Multi-Omics Profiling Identifies Biomarker Candidates and Pathogenic Divergence Between Post-Transplant Diabetes Mellitus and Type 2 Diabetes

Background Post-transplant diabetes mellitus (PTDM) is a significant complication following liver transplantation, primarily induced by immunosuppressive agents like tacrolimus. While PTDM shares some clinical features with type 2 diabetes (T2D), its distinct pathogenesis remains poorly understood. Methods We developed mouse models of PTDM and T2D using tacrolimus, streptozotocin (STZ), and a high-fat diet to simulate disease conditions. Integrated whole-transcriptomics and metabolomics analyses were performed on liver, pancreatic, and adipose tissue to map disease-specific molecular landscapes and nominate candidate biomarkers.
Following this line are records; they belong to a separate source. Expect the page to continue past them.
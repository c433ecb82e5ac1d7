//! API Module
//!
//! HTTP handlers and routing for the webhook ingestion surface.
//!
//! # Endpoints
//! - `POST /webhook` - Queue a Telegram update
//! - `GET /status` - Server, queue and cache status
//! - `GET /health` - Health check endpoint

pub mod handlers;
pub mod routes;

pub use handlers::*;
pub use routes::create_router;
//! Worker Pool
//!
//! Fixed set of tokio tasks draining one ingestion queue and handing each
//! item to an application handler.

use std::future::Future;
use std::num::NonZeroUsize;
use std::panic::AssertUnwindSafe;
use std::sync::atomic::{AtomicU64, Ordering};
use std::sync::Arc;

use futures::future::{self, FutureExt};
use parking_lot::{Mutex, RwLock};
use serde::Serialize;
use tokio::task::JoinHandle;
use tokio_util::sync::CancellationToken;
use tracing::{debug, error, info, warn};

use super::queue::{Consumer, Message, WorkQueue};
use crate::error::{HandlerError, PoolError};

// == Handler Trait ==
/// Processes one dequeued item.
///
/// Implementations are treated as opaque: they may have side effects and
/// are not assumed idempotent. Errors are logged by the worker and the item
/// is dropped.
pub trait Handler<T>: Send + Sync + 'static {
    fn handle(&self, item: T) -> impl Future<Output = Result<(), HandlerError>> + Send;
}

/// Handler built from an async closure. See [`handler_fn`].
#[derive(Clone)]
pub struct HandlerFn<F> {
    f: F,
}

/// Wraps `f` so it can be passed to [`WorkerPool::start`].
pub fn handler_fn<T, F, Fut>(f: F) -> HandlerFn<F>
where
    F: Fn(T) -> Fut + Send + Sync + 'static,
    Fut: Future<Output = Result<(), HandlerError>> + Send,
{
    HandlerFn { f }
}

impl<T, F, Fut> Handler<T> for HandlerFn<F>
where
    F: Fn(T) -> Fut + Send + Sync + 'static,
    Fut: Future<Output = Result<(), HandlerError>> + Send,
{
    fn handle(&self, item: T) -> impl Future<Output = Result<(), HandlerError>> + Send {
        (self.f)(item)
    }
}

// == Pool Stats ==
#[derive(Debug, Default)]
struct Counters {
    processed: AtomicU64,
    failed: AtomicU64,
}

/// Snapshot of what the workers have done so far.
#[derive(Debug, Clone, Copy, Default, PartialEq, Eq, Serialize)]
pub struct PoolStats {
    /// Items the handler completed successfully
    pub processed: u64,
    /// Items dropped after a handler error or panic
    pub failed: u64,
    /// Items waiting in the queue
    pub queued: usize,
    /// Workers currently running
    pub workers: usize,
}

// == Worker Pool ==
/// Dispatches queued items to a fixed number of concurrent workers.
///
/// Dequeue order is FIFO across the whole pool; completion order is not,
/// since items taken by different workers run concurrently. Delivery is at
/// most once: a failed item is never retried.
pub struct WorkerPool<T> {
    queue: WorkQueue<T>,
    workers: Mutex<Vec<JoinHandle<()>>>,
    /// Set by shutdown; guards enqueue so no item lands behind a stop marker
    closed: RwLock<bool>,
    counters: Arc<Counters>,
    token: CancellationToken,
}

impl<T: Send + 'static> WorkerPool<T> {
    /// Creates a pool with an unbounded queue.
    pub fn new() -> Self {
        Self::with_queue_capacity(None)
    }

    /// Creates a pool whose queue holds at most `capacity` items.
    pub fn bounded(capacity: NonZeroUsize) -> Self {
        Self::with_queue_capacity(Some(capacity))
    }

    pub fn with_queue_capacity(capacity: Option<NonZeroUsize>) -> Self {
        Self::with_cancellation(capacity, CancellationToken::new())
    }

    /// Creates a pool whose workers also exit when `token` is cancelled.
    pub fn with_cancellation(capacity: Option<NonZeroUsize>, token: CancellationToken) -> Self {
        Self {
            queue: WorkQueue::new(capacity),
            workers: Mutex::new(Vec::new()),
            closed: RwLock::new(false),
            counters: Arc::new(Counters::default()),
            token,
        }
    }

    // == Enqueue ==
    /// Adds `item` to the tail of the queue. Never blocks.
    ///
    /// Fails only when the pool is shut down or a bounded queue is full.
    pub fn enqueue(&self, item: T) -> Result<(), PoolError> {
        let closed = self.closed.read();
        if *closed {
            return Err(PoolError::Closed);
        }
        self.queue.push(item)
    }

    // == Start ==
    /// Spawns `worker_count` workers that feed items to `handler`.
    ///
    /// Must be called from within a tokio runtime.
    pub fn start<H>(&self, worker_count: usize, handler: H) -> Result<(), PoolError>
    where
        H: Handler<T>,
    {
        if worker_count == 0 {
            return Err(PoolError::NoWorkers);
        }
        if *self.closed.read() {
            return Err(PoolError::Closed);
        }

        let mut workers = self.workers.lock();
        if !workers.is_empty() {
            return Err(PoolError::AlreadyStarted);
        }

        let handler = Arc::new(handler);
        for id in 0..worker_count {
            let worker = Worker {
                id,
                consumer: self.queue.consumer(),
                handler: Arc::clone(&handler),
                counters: Arc::clone(&self.counters),
                token: self.token.clone(),
            };
            workers.push(tokio::spawn(worker.run()));
        }

        info!(
            workers = worker_count,
            queue_capacity = ?self.queue.capacity(),
            "Worker pool started"
        );
        Ok(())
    }

    // == Shutdown ==
    /// Stops accepting items, lets the queue drain and waits for every
    /// worker to exit.
    ///
    /// One stop marker per worker is queued behind the pending items, so
    /// everything enqueued before this call is still handled.
    ///
    /// Draining needs workers. On a pool that was never started, or whose
    /// workers were stopped with [`cancel`](Self::cancel), the pool is only
    /// closed and items still queued stay unprocessed; they remain visible
    /// through [`queue_len`](Self::queue_len).
    pub async fn shutdown(&self) {
        *self.closed.write() = true;

        let handles = std::mem::take(&mut *self.workers.lock());
        if handles.is_empty() {
            warn!(queued = self.queue.len(), "Shutdown on a pool with no workers");
            return;
        }

        // Cancelled workers no longer drain, so a full bounded queue would
        // never make room for the markers
        for _ in 0..handles.len() {
            tokio::select! {
                biased;
                _ = self.token.cancelled() => break,
                result = self.queue.push_stop() => {
                    if let Err(e) = result {
                        warn!(error = %e, "Failed to queue stop marker");
                    }
                }
            }
        }

        for handle in handles {
            if let Err(e) = handle.await {
                error!(error = %e, "Worker task ended abnormally");
            }
        }

        info!(
            processed = self.counters.processed.load(Ordering::Relaxed),
            failed = self.counters.failed.load(Ordering::Relaxed),
            abandoned = self.queue.len(),
            "Worker pool shut down"
        );
    }

    /// Tells workers to exit after their current item, without draining.
    pub fn cancel(&self) {
        self.token.cancel();
    }

    /// Number of items waiting to be picked up.
    pub fn queue_len(&self) -> usize {
        self.queue.len()
    }

    pub fn is_closed(&self) -> bool {
        *self.closed.read()
    }

    pub fn stats(&self) -> PoolStats {
        let workers = self
            .workers
            .lock()
            .iter()
            .filter(|handle| !handle.is_finished())
            .count();

        PoolStats {
            processed: self.counters.processed.load(Ordering::Relaxed),
            failed: self.counters.failed.load(Ordering::Relaxed),
            queued: self.queue.len(),
            workers,
        }
    }
}

impl<T: Send + 'static> Default for WorkerPool<T> {
    fn default() -> Self {
        Self::new()
    }
}

// == Worker ==
struct Worker<T, H> {
    id: usize,
    consumer: Consumer<T>,
    handler: Arc<H>,
    counters: Arc<Counters>,
    token: CancellationToken,
}

impl<T, H> Worker<T, H>
where
    T: Send + 'static,
    H: Handler<T>,
{
    async fn run(self) {
        debug!(worker = self.id, "Worker started");

        loop {
            let message = tokio::select! {
                biased;
                _ = self.token.cancelled() => {
                    debug!(worker = self.id, "Worker cancelled");
                    break;
                }
                message = self.consumer.recv() => message,
            };

            match message {
                Some(Message::Item(item)) => self.process(item).await,
                Some(Message::Stop) | None => break,
            }
        }

        debug!(worker = self.id, "Worker stopped");
    }

    /// Runs the handler on one item. Errors and panics are contained here.
    async fn process(&self, item: T) {
        // Built inside the guard so a panic before the first await is caught
        let handling = future::lazy(|_| self.handler.handle(item)).flatten();
        let outcome = AssertUnwindSafe(handling)
            .catch_unwind()
            .await
            .unwrap_or_else(|panic| Err(HandlerError::Panicked(panic_message(&*panic))));

        match outcome {
            Ok(()) => {
                self.counters.processed.fetch_add(1, Ordering::Relaxed);
            }
            Err(e) => {
                self.counters.failed.fetch_add(1, Ordering::Relaxed);
                error!(worker = self.id, error = %e, "Error processing update");
            }
        }
    }
}

fn panic_message(panic: &(dyn std::any::Any + Send)) -> String {
    if let Some(s) = panic.downcast_ref::<&str>() {
        (*s).to_string()
    } else if let Some(s) = panic.downcast_ref::<String>() {
        s.clone()
    } else {
        "unknown panic".to_string()
    }
}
Results Despite higher body weight, PTDM mice exhibited lower blood glucose and improved insulin tolerance compared to T2D mice. Multi-omics analyses revealed PTDM-specific activation of the MAPK pathway, marked Treg cell infiltration in in the liver and pancreas, and dysregulation of lincRNA-circRNA networks. Metabolomics identified altered metabolites including 2,2-dimethylsuccinic acid, indicating mitochondrial dysfunction. Most notably, integrative analysis nominated 2510002D24Rik (also known as Pants) — a previously uncharacterized, liver-restricted gene — as a hub coordinating immune-metabolic crosstalk, positioning it as a lead candidate biomarker for PTDM. Conclusions Our multi-omics approach uncovers distinct molecular signatures that differentiate PTDM from T2D, providing novel therapeutic interventions for PTDM.